She clung to him, whispering, and he kissed her.
I stole away. Oh! my injured, innocent mother. I do not remember exactly what I did. I rushed from the house out into the great fir wood and wept out my hot, rebellious anger and despair there. At breakfast time the next morning just a gleam of hope came to me. Miss Reinhart said that, above everything else, she should like a drive.
Whether it was my pleading and tears or the rector's visit which had made my father think, I cannot tell, but for the first time he seemed quite unwilling to drive her out. The tears came into her eyes and he went over to her and whispered something which made her smile. He talked to her in a mysterious kind of fashion that I could neither understand nor make out at all—of some time in the future.
An uneasy sense of something about to happen came over me. I could feel the approach of some dark shadow; all day the same sensation rested with me, yet I saw nothing to justify it. At night my mother called me to her side.

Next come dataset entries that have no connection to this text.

//! Site-wide settings lookup with per-call defaults

use serde::{Deserialize, Serialize};
use std::collections::HashMap;

/// One `key -> value` row from the settings table
#[derive(Debug, Clone, PartialEq, Eq, Serialize, Deserialize)]
pub struct SiteSetting {
    pub key: String,
    #[serde(default)]
    pub value: Option<String>,
}

pub const SITE_NAME: &str = "site_name";
pub const SUBMIT_LABEL: &str = "registration_submit_label";
pub const CLOSE_LABEL: &str = "registration_close_label";

/// Resolved settings shared by every view
#[derive(Debug, Clone, Default)]
pub struct SiteSettings {
    values: HashMap<String, String>,
}

impl SiteSettings {
    pub fn from_rows(rows: Vec<SiteSetting>) -> Self {
        let values = rows
            .into_iter()
            .filter_map(|row| row.value.map(|value| (row.key, value)))
            .collect();
        Self { values }
    }

    /// Stored value when present and non-empty, otherwise `default`
    pub fn get_or(&self, key: &str, default: &str) -> String {
        match self.values.get(key) {
            Some(value) if !value.is_empty() => value.clone(),
            _ => default.to_string(),
        }
    }

    pub fn site_name(&self) -> String {
        self.get_or(SITE_NAME, "Wellness Center")
    }

    pub fn submit_label(&self) -> String {
        self.get_or(SUBMIT_LABEL, "Submit")
    }

    pub fn close_label(&self) -> String {
        self.get_or(CLOSE_LABEL, "Close")
    }

    pub fn len(&self) -> usize {
        self.values.len()
    }

    pub fn is_empty(&self) -> bool {
        self.values.is_empty()
    }
}

#[cfg(test)]
mod tests {
    use super::*;

    fn row(key: &str, value: Option<&str>) -> SiteSetting {
        SiteSetting {
            key: key.to_string(),
            value: value.map(str::to_string),
        }
    }

    #[test]
    fn test_empty_settings_fall_back() {
        let settings = SiteSettings::default();
        assert_eq!(settings.site_name(), "Wellness Center");
        assert_eq!(settings.submit_label(), "Submit");
        assert_eq!(settings.close_label(), "Close");
        assert!(settings.is_empty());
    }

    #[test]
    fn test_stored_value_wins() {
        let settings = SiteSettings::from_rows(vec![row(SITE_NAME, Some("Lotus House"))]);
        assert_eq!(settings.site_name(), "Lotus House");
        assert_eq!(settings.get_or("missing", "fallback"), "fallback");
    }

    #[test]
    fn test_null_and_empty_values_use_default() {
        let settings = SiteSettings::from_rows(vec![
            row(SUBMIT_LABEL, None),
            row(CLOSE_LABEL, Some("")),
        ]);
        assert_eq!(settings.submit_label(), "Submit");
        assert_eq!(settings.close_label(), "Close");
        assert_eq!(settings.len(), 1);
    }

    #[test]
    fn test_row_deserializes() {
        let rows: Vec<SiteSetting> =
            serde_json::from_str(r#"[{"key": "site_name", "value": "Lotus"}]"#).unwrap();
        assert_eq!(rows, vec![row(SITE_NAME, Some("Lotus"))]);
    }
}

"Laura, you do not look so cheerful this evening. What makes my daughter so sad?"
I could not tell her of that scene I had witnessed; I could not tell her of what was wrong.

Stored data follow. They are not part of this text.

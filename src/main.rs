//! Wellness Forms - terminal registration forms for a wellness center
//!
//! A Ratatui-based TUI that opens a dynamic registration form defined in
//! the center's data store, validates the entries, and stores the
//! submission.

mod app;
mod config;
mod platform;
mod state;
mod store;
mod ui;

use anyhow::{Context, Result};
use app::{App, FormTarget};
use config::AppConfig;
use crossterm::{
    event::{self, Event, KeyCode, KeyEventKind, KeyModifiers},
    execute,
    terminal::{disable_raw_mode, enable_raw_mode, EnterAlternateScreen, LeaveAlternateScreen},
};
use ratatui::{backend::CrosstermBackend, Terminal};
use std::io;
use std::sync::Arc;
use store::RestStore;
use tracing_subscriber::{layer::SubscriberExt, util::SubscriberInitExt};

#[tokio::main]
async fn main() -> Result<()> {
    // Initialize logging
    tracing_subscriber::registry()
        .with(
            tracing_subscriber::EnvFilter::try_from_default_env()
                .unwrap_or_else(|_| "wellness_forms=info".into()),
        )
        .with(tracing_subscriber::fmt::layer().with_writer(io::stderr))
        .init();

    let runtime = AppConfig::load()
        .and_then(|config| config.resolve())
        .context("loading configuration")?;
    tracing::info!(store = %runtime.store_url, form_id = %runtime.form_id, "starting");

    let store = Arc::new(RestStore::new(&runtime.store_url, &runtime.api_key));
    let mut app = App::new(store, FormTarget::from(&runtime)).await;

    // Setup terminal
    enable_raw_mode()?;
    let mut stdout = io::stdout();
    execute!(stdout, EnterAlternateScreen)?;
    let backend = CrosstermBackend::new(stdout);
    let mut terminal = Terminal::new(backend)?;

    let result = run_app(&mut terminal, &mut app);

    // Restore terminal
    disable_raw_mode()?;
    execute!(terminal.backend_mut(), LeaveAlternateScreen)?;
    terminal.show_cursor()?;

    // Handle any errors
    if let Err(err) = result {
        eprintln!("Error: {err:?}");
        std::process::exit(1);
    }

    Ok(())
}

fn run_app<B: ratatui::backend::Backend>(terminal: &mut Terminal<B>, app: &mut App) -> Result<()> {
    loop {
        // Apply any finished store calls before drawing
        app.drain_events();

        terminal.draw(|frame| ui::draw(frame, app))?;

        if event::poll(std::time::Duration::from_millis(100))? {
            if let Event::Key(key) = event::read()? {
                if key.kind != KeyEventKind::Press {
                    continue;
                }
                // Global quit: Ctrl+C
                if key.code == KeyCode::Char('c') && key.modifiers.contains(KeyModifiers::CONTROL)
                {
                    return Ok(());
                }

                app.handle_key(key);
            }
        }

        if app.should_quit() {
            return Ok(());
        }
    }
}
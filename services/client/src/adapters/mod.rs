pub mod file_player;
pub mod grpc_web;
pub mod stomp;
pub mod terminal;

pub use file_player::{FilePlayer, PlayerEvent};
pub use grpc_web::GrpcWebSongAdapter;
pub use stomp::StompTransport;
pub use terminal::TerminalSurface;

On the morning following this, to me, horrible day, I could not help seeing that there was quite a new understanding between my father and Miss Reinhart. I overheard him say to her:
"It would have been quite impossible to have gone on; the whole country would have been in an uproar."
All that day there seemed to me something mysterious going on in the house; the servants went about with puzzled faces; there were whisperings and consultations. I heard Patience say to Emma:
"It is not true. I would not believe it. It is some foolish exaggeration of the servants. I am sure it is not true."